All BGRI Abstracts

Displaying 81 - 90 of 415 records | 9 of 42 pages

GWAS of field and seedling response to individual Pgt races reveals combinations of race-specific genes in spring wheat

BGRI 2018 Poster Abstract
Erena Edae University of Minnesota
Michael Pumphrey, Matthew Rouse

Stem rust of wheat caused by the fungal pathogen Puccinia graminis f. sp. tritici historically caused major yield losses of wheat worldwide. To understand the genetic basis of stem rust resistance in contemporary North American spring wheat, genome-wide association analysis was conducted on 250 elite lines. The lines were evaluated in separate nurseries each inoculated with a different P. graminis f. sp. tritici race for three years (2013, 2015 and 2016) at Rosemount, Minnesota. The lines were also challenged with the same four races at the seedling stage in a greenhouse facility at the USDA-ARS Cereal Disease Laboratory. A total of 22,310 high-quality SNPs obtained from the Infinium 90,000 SNPs chip were used to perform association analysis. Markers strongly associated with resistance to the four races at seedling and field environments were identified. At the seedling stage, the most significant marker-trait associations were detected in the regions of known major genes (Sr6, Sr7a and Sr9b) except for race QFCSC where a strong association was detected on chromosome arm 1AL. Markers presumably linked to Sr6 and Sr7a were associated with both seedling and field resistance to specific races.
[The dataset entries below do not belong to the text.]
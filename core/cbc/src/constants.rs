/// 1024-byte ARCFOUR key used to encrypt and decrypt CBC file bodies.
///
/// From byte 224 on the key is mostly ASCII text: a 2003 copyright line for
/// Pelican Accessories, CMGSCCC.com and Smiley, then a message signed "CMX".
pub const FILE_KEY: [u8; 1024] = [
    0x2B, 0xF3, 0x2C, 0x6A, 0x73, 0x33, 0xCC, 0xD6, 0x01, 0x8F, 0x28, 0x26, 0xF0, 0xD6, 0xAF, 0xBF,
    0xEB, 0x7C, 0xCF, 0x96, 0xAD, 0x40, 0x35, 0x16, 0xB1, 0x84, 0x8D, 0x29, 0x08, 0x86, 0x78, 0xE5,
    0x06, 0x86, 0x7D, 0xCC, 0xA5, 0x45, 0x9D, 0x26, 0xB5, 0x0E, 0x97, 0x87, 0xCB, 0x45, 0xEA, 0x61,
    0xC0, 0xC2, 0x13, 0xEB, 0x44, 0x34, 0xB8, 0xB7, 0x17, 0xFB, 0x2A, 0x06, 0xB4, 0x19, 0xB3, 0xAD,
    0x3F, 0x98, 0xEB, 0xCC, 0xF1, 0x21, 0xB5, 0x89, 0x82, 0x37, 0x52, 0xAF, 0x19, 0xF6, 0xF9, 0x55,
    0x25, 0x2E, 0xF0, 0x6B, 0xB2, 0x7A, 0x37, 0x24, 0xDA, 0x0F, 0xA6, 0x50, 0x9E, 0xF0, 0x13, 0x66,
    0xB9, 0x60, 0xB7, 0x31, 0x3D, 0x9F, 0x89, 0xE3, 0x10, 0x40, 0x04, 0xEA, 0x73, 0x87, 0x33, 0x5D,
    0xFA, 0xA8, 0x47, 0x6B, 0x5B, 0xF2, 0x7D, 0x64, 0x04, 0x2E, 0x82, 0x4E, 0x1C, 0x19, 0x7E, 0x42,
    0xC6, 0xE0, 0x0D, 0x5E, 0x1D, 0x2C, 0xBD, 0x39, 0xD5, 0x13, 0x5D, 0x3F, 0x58, 0xF1, 0x7C, 0xA1,
    0x27, 0x44, 0xE6, 0xD6, 0x34, 0xF3, 0x9F, 0x8D, 0x61, 0x12, 0x78, 0xFA, 0xD8, 0x3C, 0x04, 0xA8,
    0x50, 0x09, 0xEE, 0x59, 0xEC, 0x5A, 0xD4, 0x4F, 0xFB, 0x2B, 0xB4, 0xD5, 0xBE, 0x4E, 0xD2, 0x8D,
    0xD6, 0x07, 0x26, 0xAC, 0x24, 0x11, 0x1D, 0x5B, 0x7C, 0xD4, 0xEC, 0xD4, 0x1D, 0xBE, 0xB1, 0x6E,
    0x72, 0x93, 0x0E, 0x37, 0xCE, 0x97, 0xCD, 0x8D, 0xAA, 0xB4, 0xAA, 0x48, 0x0D, 0xED, 0xB2, 0x94,
    0x25, 0xDF, 0x70, 0x1E, 0xB2, 0x34, 0xFE, 0xDF, 0x2E, 0xF7, 0x8D, 0x4C, 0x08, 0x6F, 0xE0, 0xE8,
    0x43, 0x6F, 0x70, 0x79, 0x72, 0x69, 0x67, 0x68, 0x74, 0x20, 0x32, 0x30, 0x30, 0x33, 0x20, 0xA9,
    0x20, 0x50, 0x65, 0x6C, 0x69, 0x63, 0x61, 0x6E, 0x20, 0x41, 0x63, 0x63, 0x65, 0x73, 0x73, 0x6F,
    0x72, 0x69, 0x65, 0x73, 0x2C, 0x20, 0x49, 0x6E, 0x63, 0x2E, 0x2C, 0x20, 0x43, 0x4D, 0x47, 0x53,
    0x43, 0x43, 0x43, 0x2E, 0x63, 0x6F, 0x6D, 0x20, 0x26, 0x20, 0x53, 0x6D, 0x69, 0x6C, 0x65, 0x79,
    0x0D, 0x0A, 0x0D, 0x0A, 0x20, 0x20, 0x41, 0x20, 0x42, 0x49, 0x47, 0x20, 0x73, 0x68, 0x6F, 0x75,
    0x74, 0x6F, 0x75, 0x74, 0x20, 0x28, 0x2F, 0x73, 0x61, 0x72, 0x63, 0x61, 0x73, 0x6D, 0x29, 0x20,
    0x67, 0x6F, 0x65, 0x73, 0x20, 0x6F, 0x75, 0x74, 0x20, 0x74, 0x6F, 0x20, 0x74, 0x68, 0x65, 0x20,
    0x6C, 0x6F, 0x73, 0x65, 0x72, 0x73, 0x20, 0x77, 0x68, 0x6F, 0x20, 0x73, 0x65, 0x74, 0x20, 0x75,
    0x73, 0x0D, 0x0A, 0x62, 0x61, 0x63, 0x6B, 0x20, 0x39, 0x20, 0x6D, 0x6F, 0x6E, 0x74, 0x68, 0x73,
    0x20, 0x66, 0x72, 0x6F, 0x6D, 0x20, 0x6B, 0x69, 0x63, 0x6B, 0x69, 0x6E, 0x67, 0x20, 0x61, 0x73,
    0x73, 0x20, 0x69, 0x6E, 0x20, 0x74, 0x68, 0x65, 0x20, 0x63, 0x68, 0x65, 0x61, 0x74, 0x20, 0x6D,
    0x61, 0x72, 0x6B, 0x65, 0x74, 0x20, 0x28, 0x79, 0x6F, 0x75, 0x20, 0x6B, 0x6E, 0x6F, 0x77, 0x20,
    0x77, 0x68, 0x6F, 0x0D, 0x0A, 0x79, 0x6F, 0x75, 0x20, 0x61, 0x72, 0x65, 0x29, 0x2E, 0x20, 0x54,
    0x68, 0x65, 0x20, 0x73, 0x61, 0x64, 0x20, 0x70, 0x61, 0x72, 0x74, 0x20, 0x66, 0x6F, 0x72, 0x20,
    0x79, 0x6F, 0x75, 0x20, 0x69, 0x73, 0x20, 0x74, 0x68, 0x61, 0x74, 0x20, 0x77, 0x65, 0x20, 0x61,
    0x72, 0x65, 0x20, 0x62, 0x61, 0x63, 0x6B, 0x20, 0x6E, 0x6F, 0x77, 0x20, 0x66, 0x75, 0x6C, 0x6C,
    0x20, 0x73, 0x74, 0x65, 0x61, 0x6D, 0x0D, 0x0A, 0x61, 0x68, 0x65, 0x61, 0x64, 0x2C, 0x20, 0x72,
    0x65, 0x61, 0x64, 0x79, 0x20, 0x74, 0x6F, 0x20, 0x6B, 0x69, 0x63, 0x6B, 0x20, 0x61, 0x73, 0x73,
    0x20, 0x61, 0x6E, 0x64, 0x20, 0x74, 0x61, 0x6B, 0x65, 0x20, 0x6E, 0x61, 0x6D, 0x65, 0x73, 0x20,
    0x6C, 0x61, 0x74, 0x65, 0x72, 0x2E, 0x20, 0x57, 0x65, 0x20, 0x61, 0x72, 0x65, 0x20, 0x74, 0x61,
    0x6B, 0x69, 0x6E, 0x67, 0x20, 0x6E, 0x6F, 0x0D, 0x0A, 0x70, 0x72, 0x69, 0x73, 0x6F, 0x6E, 0x65,
    0x72, 0x73, 0x2C, 0x20, 0x73, 0x6F, 0x20, 0x70, 0x72, 0x65, 0x70, 0x61, 0x72, 0x65, 0x20, 0x74,
    0x6F, 0x20, 0x64, 0x69, 0x65, 0x20, 0x73, 0x6C, 0x6F, 0x77, 0x2E, 0x20, 0x57, 0x65, 0x20, 0x61,
    0x6C, 0x72, 0x65, 0x61, 0x64, 0x79, 0x20, 0x70, 0x75, 0x74, 0x20, 0x6F, 0x6E, 0x65, 0x20, 0x66,
    0x69, 0x73, 0x68, 0x20, 0x64, 0x65, 0x61, 0x64, 0x0D, 0x0A, 0x69, 0x6E, 0x20, 0x74, 0x68, 0x65,
    0x20, 0x77, 0x61, 0x74, 0x65, 0x72, 0x2C, 0x20, 0x77, 0x68, 0x6F, 0x73, 0x20, 0x6E, 0x65, 0x78,
    0x74, 0x3F, 0x0D, 0x0A, 0x20, 0x2D, 0x43, 0x4D, 0x58, 0x0D, 0x0A, 0x0D, 0x0A, 0x20, 0x20, 0x20,
    0x20, 0x41, 0x20, 0x77, 0x69, 0x73, 0x65, 0x6D, 0x61, 0x6E, 0x20, 0x6F, 0x6E, 0x63, 0x65, 0x20,
    0x73, 0x61, 0x69, 0x64, 0x3A, 0x0D, 0x0A, 0x0D, 0x0A, 0x57, 0x69, 0x6C, 0x6C, 0x20, 0x74, 0x68,
    0x65, 0x72, 0x65, 0x20, 0x65, 0x76, 0x65, 0x72, 0x20, 0x62, 0x65, 0x20, 0x70, 0x65, 0x61, 0x63,
    0x65, 0x2C, 0x20, 0x6F, 0x72, 0x20, 0x61, 0x72, 0x65, 0x20, 0x77, 0x65, 0x20, 0x61, 0x6C, 0x6C,
    0x20, 0x6A, 0x75, 0x73, 0x74, 0x0D, 0x0A, 0x68, 0x65, 0x61, 0x64, 0x65, 0x64, 0x20, 0x66, 0x6F,
    0x72, 0x20, 0x0D, 0x64, 0x6F, 0x6F, 0x6D, 0x2C, 0x20, 0x73, 0x74, 0x69, 0x6C, 0x6C, 0x20, 0x63,
    0x6F, 0x6E, 0x73, 0x75, 0x6D, 0x65, 0x64, 0x20, 0x62, 0x79, 0x20, 0x74, 0x68, 0x65, 0x20, 0x62,
    0x65, 0x61, 0x73, 0x74, 0x0D, 0x0A, 0x41, 0x6E, 0x64, 0x20, 0x49, 0x20, 0x6B, 0x6E, 0x6F, 0x77,
    0x20, 0x2D, 0x20, 0x74, 0x68, 0x65, 0x72, 0x65, 0x27, 0x6C, 0x6C, 0x20, 0x6E, 0x65, 0x76, 0x65,
    0x72, 0x20, 0x62, 0x65, 0x20, 0x70, 0x65, 0x61, 0x63, 0x65, 0x0D, 0x0A, 0x54, 0x68, 0x61, 0x74,
    0x27, 0x73, 0x20, 0x77, 0x68, 0x79, 0x20, 0x49, 0x20, 0x6B, 0x65, 0x65, 0x70, 0x20, 0x6D, 0x79,
    0x20, 0x70, 0x69, 0x73, 0x74, 0x6F, 0x6C, 0x20, 0x77, 0x68, 0x65, 0x6E, 0x20, 0x49, 0x20, 0x77,
    0x61, 0x6C, 0x6B, 0x20, 0x74, 0x68, 0x65, 0x20, 0x73, 0x74, 0x72, 0x65, 0x65, 0x74, 0x73, 0x0D,
    0x0A, 0x43, 0x61, 0x75, 0x73, 0x65, 0x20, 0x74, 0x68, 0x65, 0x72, 0x65, 0x20, 0x63, 0x6F, 0x75,
    0x6C, 0x64, 0x20, 0x6E, 0x65, 0x76, 0x65, 0x72, 0x20, 0x62, 0x65, 0x20, 0x70, 0x65, 0x61, 0x63,
    0x65, 0x0D, 0x0A, 0x0D, 0x0A, 0x28, 0x54, 0x68, 0x65, 0x20, 0x76, 0x69, 0x65, 0x77, 0x73, 0x20,
    0x65, 0x78, 0x70, 0x72, 0x65, 0x73, 0x73, 0x65, 0x64, 0x20, 0x61, 0x62, 0x6F, 0x76, 0x65, 0x20,
    0x61, 0x72, 0x65, 0x20, 0x74, 0x68, 0x6F, 0x73, 0x65, 0x20, 0x6F, 0x66, 0x20, 0x43, 0x4D, 0x58,
    0x20, 0x61, 0x6E, 0x64, 0x20, 0x6E, 0x6F, 0x74, 0x20, 0x74, 0x68, 0x65, 0x20, 0x76, 0x69, 0x65,
    0x77, 0x73, 0x20, 0x6F, 0x66, 0x0D, 0x0A, 0x50, 0x65, 0x6C, 0x69, 0x63, 0x61, 0x6E, 0x20, 0x41,
    0x63, 0x63, 0x65, 0x73, 0x73, 0x6F, 0x72, 0x69, 0x65, 0x73, 0x2C, 0x20, 0x49, 0x6E, 0x63, 0x2E,
    0x20, 0x6F, 0x72, 0x20, 0x77, 0x77, 0x77, 0x2E, 0x63, 0x6F, 0x64, 0x65, 0x62, 0x72, 0x65, 0x61,
    0x6B, 0x65, 0x72, 0x2E, 0x63, 0x6F, 0x6D, 0x29, 0x0A, 0x00, 0x00, 0x00, 0xBE, 0xEF, 0xBE, 0xEF,
];

/// Public exponent of the file signature key.
pub const RSA_FILE_EXPONENT: u32 = 65537;

/// Size of the RSA signature block and of the modulus, in bytes.
pub const RSA_SIG_SIZE: usize = 256;

/// 2048-bit public modulus, little-endian bytes.
pub const RSA_FILE_MODULUS: [u8; RSA_SIG_SIZE] = [
    0x27, 0x54, 0xE0, 0x35, 0x17, 0x15, 0xC3, 0xAB, 0x20, 0x95, 0x2D, 0x6F, 0xBE, 0x52, 0x13, 0x9E,
    0xFC, 0x8D, 0x04, 0x5A, 0x70, 0x46, 0x70, 0x5C, 0xBB, 0x73, 0xD3, 0x83, 0x08, 0x97, 0x80, 0x68,
    0xEC, 0x30, 0x12, 0x09, 0xB8, 0x1C, 0x21, 0xE1, 0x76, 0xFE, 0xE5, 0xE3, 0xFB, 0xE2, 0x6C, 0x8A,
    0xFB, 0x04, 0x57, 0x46, 0x2C, 0xD6, 0x93, 0x74, 0x68, 0x78, 0xF8, 0x30, 0x4C, 0x78, 0x0A, 0xDA,
    0x16, 0x4B, 0x03, 0xC1, 0xA5, 0xF4, 0x85, 0x09, 0x75, 0x84, 0x90, 0x77, 0xAB, 0xAC, 0x60, 0xB8,
    0x21, 0xB6, 0xD9, 0x6E, 0x98, 0x3C, 0x9A, 0xC1, 0xFB, 0x50, 0x75, 0x58, 0xFE, 0x15, 0xEF, 0x01,
    0x82, 0xC7, 0x95, 0x33, 0x55, 0x95, 0x81, 0x4A, 0xCF, 0x21, 0x1A, 0x1F, 0x2E, 0x87, 0xA9, 0xEF,
    0xEC, 0xED, 0x98, 0x64, 0x42, 0xEC, 0xBB, 0xC9, 0xC6, 0xDB, 0x9E, 0x5E, 0x19, 0x32, 0x25, 0xDC,
    0xD6, 0xEC, 0x85, 0x1E, 0x89, 0x7C, 0x88, 0x08, 0xCA, 0xA5, 0xCB, 0x91, 0x11, 0x1D, 0xF7, 0x99,
    0x0A, 0xD8, 0xAE, 0xB5, 0xD7, 0x7B, 0x2C, 0x80, 0xB0, 0xA5, 0xB4, 0x02, 0xC4, 0xB6, 0x19, 0xAF,
    0x23, 0xDB, 0xEC, 0x77, 0x16, 0xE9, 0xD8, 0x4B, 0x28, 0xEC, 0x27, 0x42, 0x8A, 0x45, 0xDE, 0x03,
    0x12, 0xFF, 0x98, 0xEA, 0x3D, 0xE9, 0x1A, 0x46, 0x28, 0x20, 0x37, 0xCA, 0xD5, 0x05, 0x99, 0xCB,
    0x80, 0x10, 0xB1, 0xEB, 0x7E, 0x15, 0x2B, 0x64, 0xE6, 0x14, 0x7F, 0xB8, 0x95, 0xB4, 0xCF, 0x3C,
    0x75, 0xCA, 0x90, 0x7E, 0x60, 0xC6, 0x81, 0xD2, 0x01, 0x7B, 0x43, 0xCC, 0xFB, 0x04, 0xB7, 0x8D,
    0x96, 0x04, 0x81, 0x36, 0xE7, 0x94, 0x8A, 0x67, 0x60, 0x3B, 0xF2, 0x4B, 0x7E, 0xE0, 0xF6, 0x1A,
    0xF6, 0x65, 0x47, 0x10, 0x12, 0x5C, 0x64, 0x47, 0xFB, 0x17, 0xD9, 0x5E, 0x83, 0x67, 0x11, 0x90,
];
A field resistance QTL on chromosome arm 2DS was detected for response to races RCRSC and TPMKC. A QTL specific to field resistance was detected for QFCSC and TPMKC on 2BL. The markers that showed strong association signals may be useful to pyramid and track race-specific stem rust resistance genes in wheat breeding programs. We postulated the presence of Sr2, Sr6, Sr7a, Sr8a, Sr9b, Sr11, Sr12, Sr24, Sr25, Sr31, and Sr57 (Lr34) in this germplasm based on phenotypic and marker data. We found that combinations of genes conferring resistance to specific P. graminis f. sp. tritici races accounts for the prevalent stem rust resistance in North American spring wheat.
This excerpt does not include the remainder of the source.